BEGIN RECORD EXTRACTS
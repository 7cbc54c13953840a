//! Cress IR - Intermediate representation types for the Cress compiler.
//!
//! This crate contains the core data structures shared by all phases:
//! - [`Span`] for source locations (file path + line)
//! - [`Name`] for interned identifiers
//! - Flat AST nodes ([`Stmt`], [`Expr`], [`Block`])
//! - [`StyleArena`], the compile-wide index arena
//!
//! # Design Philosophy
//!
//! - **Intern everything**: strings become `Name(u32)`
//! - **Flatten everything**: no `Box<Stmt>`, children are arena indices
//! - **Immutable after construction**: passes rewrite by allocating new
//!   nodes, never by mutating nodes already handed downstream

mod arena;
pub mod ast;
mod ids;
mod interner;
mod name;
mod span;

pub use arena::StyleArena;
pub use ast::{Block, CallArg, DefinitionKind, Expr, ExprKind, Param, Stmt, StmtKind};
pub use ids::{ArgRange, BlockId, ExprId, ExprRange, ParamRange, StmtId};
pub use interner::StringInterner;
pub use name::Name;
pub use span::{Span, Spanned};
//! Expression nodes.
//!
//! Expansion treats expressions as opaque: it hands them to the evaluator
//! collaborator and receives reduced literal nodes back. The variants here
//! are the minimum the pipeline needs to represent parsed values, variable
//! references, and the interpolation schemas the flattener builds.

use std::fmt;

use crate::{ExprRange, Name, Span, Spanned};

/// Expression node.
#[derive(Copy, Clone, Eq, PartialEq, Hash)]
pub struct Expr {
    pub kind: ExprKind,
    pub span: Span,
}

impl Expr {
    pub fn new(kind: ExprKind, span: Span) -> Self {
        Expr { kind, span }
    }
}

impl fmt::Debug for Expr {
    fn fmt(&self, f: &mut fmt::Formatter<'_>) -> fmt::Result {
        write!(f, "{:?} @ {:?}", self.kind, self.span)
    }
}

impl Spanned for Expr {
    fn span(&self) -> Span {
        self.span
    }
}

/// Expression variants.
///
/// All children are arena indices, not boxes.
#[derive(Copy, Clone, Eq, PartialEq, Hash, Debug)]
pub enum ExprKind {
    /// String or identifier literal (interned): `"Helvetica"`, `bold`.
    Str(Name),

    /// Numeric literal with optional unit (float stored as bits for `Hash`):
    /// `10px`, `1.5em`, `42`.
    Number { bits: u64, unit: Name },

    /// Variable reference: `$width`.
    Variable(Name),

    /// Interpolation schema: an ordered concatenation of parts that the
    /// evaluator reduces to a single string.
    Interp(ExprRange),

    /// Comma- or space-separated value list.
    List(ExprRange),

    /// Unparsed source text passed through verbatim (selectors, media
    /// queries, at-rule preludes).
    Raw(Name),
}

impl ExprKind {
    /// Returns the interned string content if this is a `Str` literal.
    #[inline]
    pub fn as_str(self) -> Option<Name> {
        match self {
            ExprKind::Str(name) => Some(name),
            _ => None,
        }
    }
}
END RECORD EXTRACTS
## WORK ORDER
Would you reproduce the full listing without changing a single word?

## RESPONSE
repository 7cbc54c13953840a
//! Cress IR - Intermediate representation types for the Cress compiler.
//!
//! This crate contains the core data structures shared by all phases:
//! - [`Span`] for source locations (file path + line)
//! - [`Name`] for interned identifiers
//! - Flat AST nodes ([`Stmt`], [`Expr`], [`Block`])
//! - [`StyleArena`], the compile-wide index arena
//!
//! # Design Philosophy
//!
//! - **Intern everything**: strings become `Name(u32)`
//! - **Flatten everything**: no `Box<Stmt>`, children are arena indices
//! - **Immutable after construction**: passes rewrite by allocating new
//!   nodes, never by mutating nodes already handed downstream

mod arena;
pub mod ast;
mod ids;
mod interner;
mod name;
mod span;

pub use arena::StyleArena;
pub use ast::{Block, CallArg, DefinitionKind, Expr, ExprKind, Param, Stmt, StmtKind};
pub use ids::{ArgRange, BlockId, ExprId, ExprRange, ParamRange, StmtId};
pub use interner::StringInterner;
pub use name::Name;
pub use span::{Span, Spanned};
//! Expression nodes.
//!
//! Expansion treats expressions as opaque: it hands them to the evaluator
//! collaborator and receives reduced literal nodes back. The variants here
//! are the minimum the pipeline needs to represent parsed values, variable
//! references, and the interpolation schemas the flattener builds.

use std::fmt;

use crate::{ExprRange, Name, Span, Spanned};

/// Expression node.
#[derive(Copy, Clone, Eq, PartialEq, Hash)]
pub struct Expr {
    pub kind: ExprKind,
    pub span: Span,
}

impl Expr {
    pub fn new(kind: ExprKind, span: Span) -> Self {
        Expr { kind, span }
    }
}

impl fmt::Debug for Expr {
    fn fmt(&self, f: &mut fmt::Formatter<'_>) -> fmt::Result {
        write!(f, "{:?} @ {:?}", self.kind, self.span)
    }
}

impl Spanned for Expr {
    fn span(&self) -> Span {
        self.span
    }
}

/// Expression variants.
///
/// All children are arena indices, not boxes.
#[derive(Copy, Clone, Eq, PartialEq, Hash, Debug)]
pub enum ExprKind {
    /// String or identifier literal (interned): `"Helvetica"`, `bold`.
    Str(Name),

    /// Numeric literal with optional unit (float stored as bits for `Hash`):
    /// `10px`, `1.5em`, `42`.
    Number { bits: u64, unit: Name },

    /// Variable reference: `$width`.
    Variable(Name),

    /// Interpolation schema: an ordered concatenation of parts that the
    /// evaluator reduces to a single string.
    Interp(ExprRange),

    /// Comma- or space-separated value list.
    List(ExprRange),

    /// Unparsed source text passed through verbatim (selectors, media
    /// queries, at-rule preludes).
    Raw(Name),
}

impl ExprKind {
    /// Returns the interned string content if this is a `Str` literal.
    #[inline]
    pub fn as_str(self) -> Option<Name> {
        match self {
            ExprKind::Str(name) => Some(name),
            _ => None,
        }
    }
}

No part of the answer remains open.